[BioC] Paired tests using limma and beadarray
James W. MacDonald
jmacdon at med.umich.edu
Mon Apr 18 16:26:07 CEST 2011
Hi Moritz,
On 4/17/2011 7:12 AM, Moritz Kebschull wrote:
> Dear list,
>
> I am looking at Illumina beadarrays of 18 patients sampled at baseline ("A")
> and after intervention ("B"), i.e. a total of 36 arrays. I think in this
> case, a paired assessment should be done. I am interested in diff. exp. at
> timepoint B over A.
>
> Thus far, I have read the data using the beadarray package, and tried to
> follow the limma manual's instructions for paired tests. I am, however,
> unsure about the contrasts, and my results look weird to me.
>
> I have done:
>
> # read and normalize data using beadarray
> library(beadarray)
> dataFile = "data.txt"
> qcFile = "control.txt"
> sampleSheet = "SampleSheet.csv"
> BSData = readBeadSummaryData(dataFile = dataFile, dec=",", qcFile = NULL,
> skip = 0, qc.skip = 0)
> BSData.quantile = normaliseIllumina(BSData, method = "quantile", transform =
> "log2")
> BSData.genes = BSData.quantile[which(fData(BSData)$Status == "Gene"), ]

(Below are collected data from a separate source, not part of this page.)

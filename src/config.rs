use serde::{de::DeserializeOwned, Deserialize, Serialize};
use std::path::{Path, PathBuf};

/// File name of the shell configuration inside [`config_dir`].
pub const SHELL_CONFIG_FILE: &str = "shell.json";

/// Get the config directory using platform-appropriate location.
///
/// - macOS: `~/Library/Application Support/extshell/`
/// - Linux: `~/.config/extshell/` (or `$XDG_CONFIG_HOME`)
/// - Windows: `%APPDATA%/extshell/`
///
/// Falls back to `~/.extshell/` if the platform dir is unavailable.
pub fn config_dir() -> PathBuf {
    dirs::config_dir()
        .map(|d| d.join("extshell"))
        .unwrap_or_else(fallback_dotdir)
}

fn fallback_dotdir() -> PathBuf {
    dirs::home_dir()
        .unwrap_or_else(|| PathBuf::from("."))
        .join(".extshell")
}

/// Load a JSON config file from `dir`, returning Default if missing or corrupt.
/// Corrupt or unreadable files are logged so a silent reset is visible.
pub fn load_json_config<T: DeserializeOwned + Default>(dir: &Path, filename: &str) -> T {
    let path = dir.join(filename);
    if !path.exists() {
        return T::default();
    }
    let content = match std::fs::read_to_string(&path) {
        Ok(s) => s,
        Err(e) => {
            tracing::warn!(path = %path.display(), error = %e, "Could not read config");
            return T::default();
        }
    };
    match serde_json::from_str(&content) {
        Ok(v) => v,
        Err(e) => {
            tracing::error!(path = %path.display(), error = %e, "Corrupt config, using defaults");
            T::default()
        }
    }
}

/// Save a JSON config file atomically (temp file + rename).
/// Sets 0600 permissions on Unix.
pub fn save_json_config<T: Serialize>(dir: &Path, filename: &str, value: &T) -> anyhow::Result<()> {
    use anyhow::Context;

    std::fs::create_dir_all(dir)
        .with_context(|| format!("Failed to create config directory {}", dir.display()))?;

    let json = serde_json::to_string_pretty(value).context("Failed to serialize config")?;

    let target = dir.join(filename);
    let temp = dir.join(format!("{}.tmp.{}", filename, std::process::id()));

    std::fs::write(&temp, &json).context("Failed to write temp config")?;

    #[cfg(unix)]
    {
        use std::os::unix::fs::PermissionsExt;
        let perms = std::fs::Permissions::from_mode(0o600);
        std::fs::set_permissions(&temp, perms).context("Failed to set config permissions")?;
    }

    // Either the old file or the new one exists, never a partial write
    if let Err(e) = std::fs::rename(&temp, &target) {
        let _ = std::fs::remove_file(&temp);
        return Err(e).context("Failed to commit config");
    }

    Ok(())
}

// ---------------------------------------------------------------------------
// ShellConfig
// ---------------------------------------------------------------------------

#[derive(Clone, Debug, PartialEq, Serialize, Deserialize)]
#[serde(rename_all = "camelCase")]
pub struct ShellConfig {
    /// User-installed extensions. Defaults to `{config_dir}/extensions`.
    #[serde(default)]
    pub extensions_dir: Option<PathBuf>,
    /// Extensions shipped with the application.
    #[serde(default)]
    pub bundled_extensions_dir: Option<PathBuf>,
    /// Delay used to coalesce directory sync broadcasts
    #[serde(default = "default_sync_debounce_ms")]
    pub sync_debounce_ms: u64,
    /// Upper bound on how long startup waits for bundled extensions to enable
    #[serde(default = "default_bundled_wait_timeout_secs")]
    pub bundled_wait_timeout_secs: u64,
    /// `EnvFilter` directive used when `RUST_LOG` is not set
    #[serde(default = "default_log_filter")]
    pub log_filter: String,
    #[serde(default = "default_log_ring_capacity")]
    pub log_ring_capacity: usize,
    /// Re-scan the user extensions dir when it changes on disk
    #[serde(default = "default_true")]
    pub watch_extensions: bool,
}

fn default_sync_debounce_ms() -> u64 {
    50
}

fn default_bundled_wait_timeout_secs() -> u64 {
    10
}

fn default_log_filter() -> String {
    "info".to_string()
}

fn default_log_ring_capacity() -> usize {
    1000
}

fn default_true() -> bool {
    true
}

impl Default for ShellConfig {
    fn default() -> Self {
        Self {
            extensions_dir: None,
            bundled_extensions_dir: None,
            sync_debounce_ms: default_sync_debounce_ms(),
            bundled_wait_timeout_secs: default_bundled_wait_timeout_secs(),
            log_filter: default_log_filter(),
            log_ring_capacity: default_log_ring_capacity(),
            watch_extensions: true,
        }
    }
}

impl ShellConfig {
    /// Directory scanned for user extensions.
    pub fn user_extensions_dir(&self) -> PathBuf {
        self.extensions_dir
            .clone()
            .unwrap_or_else(|| config_dir().join("extensions"))
    }

    pub fn sync_debounce(&self) -> std::time::Duration {
        std::time::Duration::from_millis(self.sync_debounce_ms)
    }

    pub fn bundled_wait_timeout(&self) -> std::time::Duration {
        std::time::Duration::from_secs(self.bundled_wait_timeout_secs)
    }
}

pub fn load_shell_config() -> ShellConfig {
    load_json_config(&config_dir(), SHELL_CONFIG_FILE)
}

pub fn save_shell_config(config: &ShellConfig) -> anyhow::Result<()> {
    save_json_config(&config_dir(), SHELL_CONFIG_FILE, config)
}

#[cfg(test)]
mod tests {
    use super::*;
    use std::fs;
    use tempfile::TempDir;

    #[test]
    fn shell_config_round_trip() {
        let dir = TempDir::new().unwrap();
        let cfg = ShellConfig {
            extensions_dir: Some(PathBuf::from("/opt/ext")),
            bundled_extensions_dir: Some(PathBuf::from("/usr/share/extshell/bundled")),
            sync_debounce_ms: 120,
            bundled_wait_timeout_secs: 3,
            log_filter: "extshell_lib=debug".to_string(),
            log_ring_capacity: 64,
            watch_extensions: false,
        };
        save_json_config(dir.path(), SHELL_CONFIG_FILE, &cfg).unwrap();
        let loaded: ShellConfig = load_json_config(dir.path(), SHELL_CONFIG_FILE);
        assert_eq!(loaded, cfg);
    }

    #[test]
    fn missing_fields_fall_back_to_defaults() {
        let dir = TempDir::new().unwrap();
        fs::write(dir.path().join(SHELL_CONFIG_FILE), r#"{"syncDebounceMs":5}"#).unwrap();
        let loaded: ShellConfig = load_json_config(dir.path(), SHELL_CONFIG_FILE);
        assert_eq!(loaded.sync_debounce_ms, 5);
        assert_eq!(loaded.bundled_wait_timeout_secs, 10);
        assert_eq!(loaded.log_filter, "info");
        assert!(loaded.watch_extensions);
    }

    #[test]
    fn corrupt_file_returns_default() {
        let dir = TempDir::new().unwrap();
        fs::write(dir.path().join(SHELL_CONFIG_FILE), "{not json").unwrap();
        let loaded: ShellConfig = load_json_config(dir.path(), SHELL_CONFIG_FILE);
        assert_eq!(loaded, ShellConfig::default());
    }

    #[test]
    fn missing_file_returns_default() {
        let dir = TempDir::new().unwrap();
        let loaded: ShellConfig = load_json_config(dir.path(), "nope.json");
        assert_eq!(loaded, ShellConfig::default());
    }

    #[test]
    fn save_leaves_no_temp_file() {
        let dir = TempDir::new().unwrap();
        save_json_config(dir.path(), "x.json", &ShellConfig::default()).unwrap();
        let names: Vec<_> = fs::read_dir(dir.path())
            .unwrap()
            .flatten()
            .map(|e| e.file_name().to_string_lossy().to_string())
            .collect();
        assert_eq!(names, vec!["x.json".to_string()]);
    }

    #[cfg(unix)]
    #[test]
    fn save_sets_owner_only_permissions() {
        use std::os::unix::fs::PermissionsExt;
        let dir = TempDir::new().unwrap();
        save_json_config(dir.path(), "x.json", &ShellConfig::default()).unwrap();
        let mode = fs::metadata(dir.path().join("x.json")).unwrap().permissions().mode();
        assert_eq!(mode & 0o777, 0o600);
    }

    #[test]
    fn user_extensions_dir_prefers_explicit_path() {
        let cfg = ShellConfig {
            extensions_dir: Some(PathBuf::from("/tmp/my-ext")),
            ..ShellConfig::default()
        };
        assert_eq!(cfg.user_extensions_dir(), PathBuf::from("/tmp/my-ext"));
        assert!(ShellConfig::default().user_extensions_dir().ends_with("extensions"));
    }
}
//! Persisted enable state for user extensions.

use parking_lot::Mutex;
use serde::{Deserialize, Serialize};
use std::collections::BTreeMap;
use std::path::PathBuf;

use crate::config;

pub const EXTENSIONS_STORE_FILE: &str = "extensions.json";

#[derive(Debug, Clone, PartialEq, Eq, Serialize, Deserialize)]
#[serde(rename_all = "camelCase")]
pub struct StoredExtension {
    pub enabled: bool,
    pub name: String,
}

/// `{ extensions: { id → { enabled, name } } }`
#[derive(Debug, Clone, Default, PartialEq, Eq, Serialize, Deserialize)]
#[serde(rename_all = "camelCase")]
pub struct StoreState {
    #[serde(default)]
    pub extensions: BTreeMap<String, StoredExtension>,
}

/// Persistence collaborator for [`StoreState`].
pub trait ExtensionStore: Send + Sync {
    fn load(&self) -> StoreState;
    fn save(&self, state: &StoreState) -> anyhow::Result<()>;
}

/// `extensions.json` inside a config directory.
pub struct JsonFileStore {
    dir: PathBuf,
}

impl JsonFileStore {
    pub fn new(dir: impl Into<PathBuf>) -> Self {
        Self { dir: dir.into() }
    }

    /// Store under the shell's config directory.
    pub fn in_config_dir() -> Self {
        Self::new(config::config_dir())
    }
}

impl ExtensionStore for JsonFileStore {
    fn load(&self) -> StoreState {
        config::load_json_config(&self.dir, EXTENSIONS_STORE_FILE)
    }

    fn save(&self, state: &StoreState) -> anyhow::Result<()> {
        config::save_json_config(&self.dir, EXTENSIONS_STORE_FILE, state)
    }
}

/// Keeps the state in memory. Used by tests and the demo binary.
#[derive(Default)]
pub struct MemoryStore {
    state: Mutex<StoreState>,
}

impl MemoryStore {
    pub fn new() -> Self {
        Self::default()
    }

    pub fn with_state(state: StoreState) -> Self {
        Self {
            state: Mutex::new(state),
        }
    }
}

impl ExtensionStore for MemoryStore {
    fn load(&self) -> StoreState {
        self.state.lock().clone()
    }

    fn save(&self, state: &StoreState) -> anyhow::Result<()> {
        *self.state.lock() = state.clone();
        Ok(())
    }
}

#[cfg(test)]
mod tests {
    use super::*;

    fn sample() -> StoreState {
        let mut state = StoreState::default();
        state.extensions.insert(
            "/ext/a/manifest.json".into(),
            StoredExtension {
                enabled: false,
                name: "a".into(),
            },
        );
        state
    }

    #[test]
    fn json_store_round_trip() {
        let dir = tempfile::tempdir().unwrap();
        let store = JsonFileStore::new(dir.path());
        assert_eq!(store.load(), StoreState::default());

        store.save(&sample()).unwrap();
        assert_eq!(store.load(), sample());
        assert!(dir.path().join(EXTENSIONS_STORE_FILE).exists());
    }

    #[test]
    fn json_store_uses_camel_case_wire_format() {
        let dir = tempfile::tempdir().unwrap();
        let store = JsonFileStore::new(dir.path());
        store.save(&sample()).unwrap();

        let raw = std::fs::read_to_string(dir.path().join(EXTENSIONS_STORE_FILE)).unwrap();
        let json: serde_json::Value = serde_json::from_str(&raw).unwrap();
        assert_eq!(json["extensions"]["/ext/a/manifest.json"]["enabled"], false);
        assert_eq!(json["extensions"]["/ext/a/manifest.json"]["name"], "a");
    }

    #[test]
    fn memory_store_keeps_last_save() {
        let store = MemoryStore::new();
        store.save(&sample()).unwrap();
        assert_eq!(store.load(), sample());
    }
}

> expressed = apply(Detection(BSData.genes)< 0.05, 1, any)
> BSData.filt = BSData.genes[expressed,]
>
> # set up paired tests using limma - what's wrong here?
> library(limma)
> patients = c(17, 2, 18, 5, 3, 8, 6, 14, 4, 13, 7, 15, 9, 10, 11, 12, 17, 18,
> 2, 5, 3, 8, 6, 14, 1, 12, 4, 13, 7, 15, 9, 16, 10, 1, 11, 16)
> patients = factor(patients)
> treatment = c(rep("B",7), "A", "B", "A", "B", "A", "B", rep("A",10), "B",
> "A", "B", "A", "B", "A", "B", "A", "A", rep("B", 4) )
> treatment = factor(treatment, levels = c("A", "B"))
> design = model.matrix(~patients+treatment)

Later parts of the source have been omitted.